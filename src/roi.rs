//! ROI geometry and sensitivity/threshold translation.
//!
//! Pure functions. Operators configure regions as corner points and two
//! 0..=100 dials per region; the detector works with axis-aligned
//! rectangles and a single confidence floor.

use serde::{Deserialize, Serialize};

use crate::params::RoiGroup;

/// Lowest confidence the dials can produce.
pub const MIN_CONFIDENCE: f32 = 0.05;
/// Highest confidence the dials can produce.
pub const MAX_CONFIDENCE: f32 = 0.60;

#[derive(Clone, Copy, Debug, PartialEq, Eq, Serialize, Deserialize)]
pub struct Point {
    pub x: i32,
    pub y: i32,
}

impl Point {
    pub fn new(x: i32, y: i32) -> Self {
        Self { x, y }
    }
}

/// Axis-aligned rectangle with `(x1, y1)` top-left and `(x2, y2)` bottom-right.
#[derive(Clone, Copy, Debug, PartialEq, Eq)]
pub struct Rect {
    pub x1: i32,
    pub y1: i32,
    pub x2: i32,
    pub y2: i32,
}

/// Detector output in pixel space: top-left corner plus extent.
#[derive(Clone, Copy, Debug, PartialEq, Eq)]
pub struct BoundingBox {
    pub x: i32,
    pub y: i32,
    pub w: i32,
    pub h: i32,
}

impl BoundingBox {
    pub fn new(x: i32, y: i32, w: i32, h: i32) -> Self {
        Self { x, y, w, h }
    }

    /// Corners in clockwise order: top-left, top-right, bottom-right, bottom-left.
    pub fn corners(&self) -> [Point; 4] {
        let (x1, y1) = (self.x, self.y);
        let (x2, y2) = (self.x + self.w, self.y + self.h);
        [
            Point::new(x1, y1),
            Point::new(x2, y1),
            Point::new(x2, y2),
            Point::new(x1, y2),
        ]
    }
}

impl Rect {
    /// Open-interval overlap test. Touching edges do not count.
    pub fn intersects(&self, b: &BoundingBox) -> bool {
        let (bx1, by1) = (b.x, b.y);
        let (bx2, by2) = (b.x + b.w, b.y + b.h);
        bx1 < self.x2 && bx2 > self.x1 && by1 < self.y2 && by2 > self.y1
    }
}

/// Rectangle spanned by a region's corner points.
///
/// Four points give their bounding box, two points are opposite corners of
/// a diagonal. Any other count yields no rectangle.
pub fn rect_from_points(points: &[Point]) -> Option<Rect> {
    match points.len() {
        2 | 4 => {
            let x1 = points.iter().map(|p| p.x).min()?;
            let x2 = points.iter().map(|p| p.x).max()?;
            let y1 = points.iter().map(|p| p.y).min()?;
            let y2 = points.iter().map(|p| p.y).max()?;
            Some(Rect { x1, y1, x2, y2 })
        }
        _ => None,
    }
}

/// Map the operator dials onto a detector confidence in `[0.05, 0.60]`.
///
/// Higher sensitivity lowers the required confidence, higher threshold
/// raises it. Threshold carries 70% of the weight.
pub fn confidence_from_threshold_sensitivity(threshold: i64, sensitivity: i64) -> f32 {
    let threshold = threshold.clamp(0, 100) as f64;
    let sensitivity = sensitivity.clamp(0, 100) as f64;

    let sensitivity_factor = (100.0 - sensitivity) / 100.0;
    let threshold_factor = threshold / 100.0;
    let base = 0.3 * sensitivity_factor + 0.7 * threshold_factor;
    let confidence = 0.05 + 0.55 * base;

    ((confidence * 1000.0).round() / 1000.0) as f32
}

/// Rectangles for every group that has a usable point count.
pub fn active_rects(groups: &[RoiGroup]) -> Vec<Rect> {
    let mut rects = Vec::with_capacity(groups.len());
    for (idx, group) in groups.iter().enumerate() {
        match rect_from_points(&group.rects) {
            Some(rect) => {
                log::debug!(
                    "roi group {}: rectangle ({}, {})-({}, {})",
                    idx,
                    rect.x1,
                    rect.y1,
                    rect.x2,
                    rect.y2
                );
                rects.push(rect);
            }
            None if group.rects.is_empty() => {}
            None => log::warn!(
                "roi group {} has {} points; need 2 or 4 to form a rectangle, ignoring",
                idx,
                group.rects.len()
            ),
        }
    }
    rects
}

/// Confidence from the first group whose threshold and sensitivity are both positive.
pub fn active_confidence(groups: &[RoiGroup]) -> Option<f32> {
    groups
        .iter()
        .find(|g| g.threshold > 0 && g.sensitivity > 0)
        .map(|g| confidence_from_threshold_sensitivity(g.threshold, g.sensitivity))
}

/// Keep boxes that overlap at least one rectangle. `None` means unfiltered.
pub fn filter_boxes(boxes: Vec<BoundingBox>, rects: Option<&[Rect]>) -> Vec<BoundingBox> {
    match rects {
        None => boxes,
        Some(rects) => boxes
            .into_iter()
            .filter(|b| rects.iter().any(|r| r.intersects(b)))
            .collect(),
    }
}

#[cfg(test)]
mod tests {
    use super::*;

    fn pts(raw: &[(i32, i32)]) -> Vec<Point> {
        raw.iter().map(|&(x, y)| Point::new(x, y)).collect()
    }

    #[test]
    fn four_points_give_bounding_box_in_any_order() {
        let expected = Rect { x1: 10, y1: 20, x2: 300, y2: 400 };
        let orders = [
            [(10, 20), (300, 20), (300, 400), (10, 400)],
            [(300, 400), (10, 20), (10, 400), (300, 20)],
            [(10, 400), (300, 20), (10, 20), (300, 400)],
        ];
        for order in orders {
            assert_eq!(rect_from_points(&pts(&order)), Some(expected));
        }
    }

    #[test]
    fn two_points_are_normalized_diagonal() {
        let expected = Rect { x1: 10, y1: 10, x2: 110, y2: 60 };
        assert_eq!(rect_from_points(&pts(&[(10, 10), (110, 60)])), Some(expected));
        assert_eq!(rect_from_points(&pts(&[(110, 60), (10, 10)])), Some(expected));
        assert_eq!(rect_from_points(&pts(&[(110, 10), (10, 60)])), Some(expected));
    }

    #[test]
    fn other_point_counts_give_nothing() {
        assert_eq!(rect_from_points(&[]), None);
        assert_eq!(rect_from_points(&pts(&[(1, 1)])), None);
        assert_eq!(rect_from_points(&pts(&[(1, 1), (2, 2), (3, 3)])), None);
        assert_eq!(
            rect_from_points(&pts(&[(1, 1), (2, 2), (3, 3), (4, 4), (5, 5)])),
            None
        );
    }

    #[test]
    fn confidence_example_from_operator_dials() {
        let c = confidence_from_threshold_sensitivity(40, 80);
        assert!((c - 0.237).abs() < 1e-6, "got {c}");
    }

    #[test]
    fn confidence_is_bounded_and_monotone() {
        for t in 0..=100 {
            for s in 0..=100 {
                let c = confidence_from_threshold_sensitivity(t, s);
                assert!((MIN_CONFIDENCE - 1e-6..=MAX_CONFIDENCE + 1e-6).contains(&c));
                if t < 100 {
                    assert!(confidence_from_threshold_sensitivity(t + 1, s) >= c);
                }
                if s < 100 {
                    assert!(confidence_from_threshold_sensitivity(t, s + 1) <= c);
                }
            }
        }
        assert_eq!(confidence_from_threshold_sensitivity(0, 100), MIN_CONFIDENCE);
        assert_eq!(confidence_from_threshold_sensitivity(100, 0), MAX_CONFIDENCE);
    }

    #[test]
    fn out_of_range_dials_are_clamped() {
        assert_eq!(
            confidence_from_threshold_sensitivity(250, -30),
            confidence_from_threshold_sensitivity(100, 0)
        );
    }

    #[test]
    fn overlap_not_containment() {
        let roi = Rect { x1: 100, y1: 100, x2: 200, y2: 200 };
        assert!(roi.intersects(&BoundingBox::new(150, 150, 10, 10)));
        assert!(roi.intersects(&BoundingBox::new(50, 50, 60, 60)));
        assert!(!roi.intersects(&BoundingBox::new(0, 0, 100, 100)));
        assert!(!roi.intersects(&BoundingBox::new(201, 120, 20, 20)));
    }

    #[test]
    fn filter_keeps_everything_without_rects() {
        let boxes = vec![BoundingBox::new(0, 0, 5, 5), BoundingBox::new(500, 500, 5, 5)];
        assert_eq!(filter_boxes(boxes.clone(), None), boxes);

        let rects = [Rect { x1: 0, y1: 0, x2: 10, y2: 10 }];
        assert_eq!(
            filter_boxes(boxes, Some(&rects)),
            vec![BoundingBox::new(0, 0, 5, 5)]
        );
    }

    #[test]
    fn corners_are_clockwise_from_top_left() {
        let corners = BoundingBox::new(10, 20, 30, 40).corners();
        assert_eq!(
            corners,
            [
                Point::new(10, 20),
                Point::new(40, 20),
                Point::new(40, 60),
                Point::new(10, 60)
            ]
        );
    }

    #[test]
    fn first_group_with_positive_dials_wins() {
        let groups = vec![
            RoiGroup { sensitivity: 0, threshold: 90, rects: vec![] },
            RoiGroup { sensitivity: 80, threshold: 40, rects: pts(&[(10, 10), (110, 60)]) },
            RoiGroup { sensitivity: 10, threshold: 10, rects: pts(&[(1, 1), (2, 2), (3, 3)]) },
        ];
        let c = active_confidence(&groups).unwrap();
        assert!((c - 0.237).abs() < 1e-6);
        assert_eq!(active_rects(&groups), vec![Rect { x1: 10, y1: 10, x2: 110, y2: 60 }]);
        assert_eq!(active_confidence(&groups[..1]), None);
    }
}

====================

THE TASK.
Across the listing, how many lines hold "that"? The answer must be the number only.

ANSWER SPACE.
2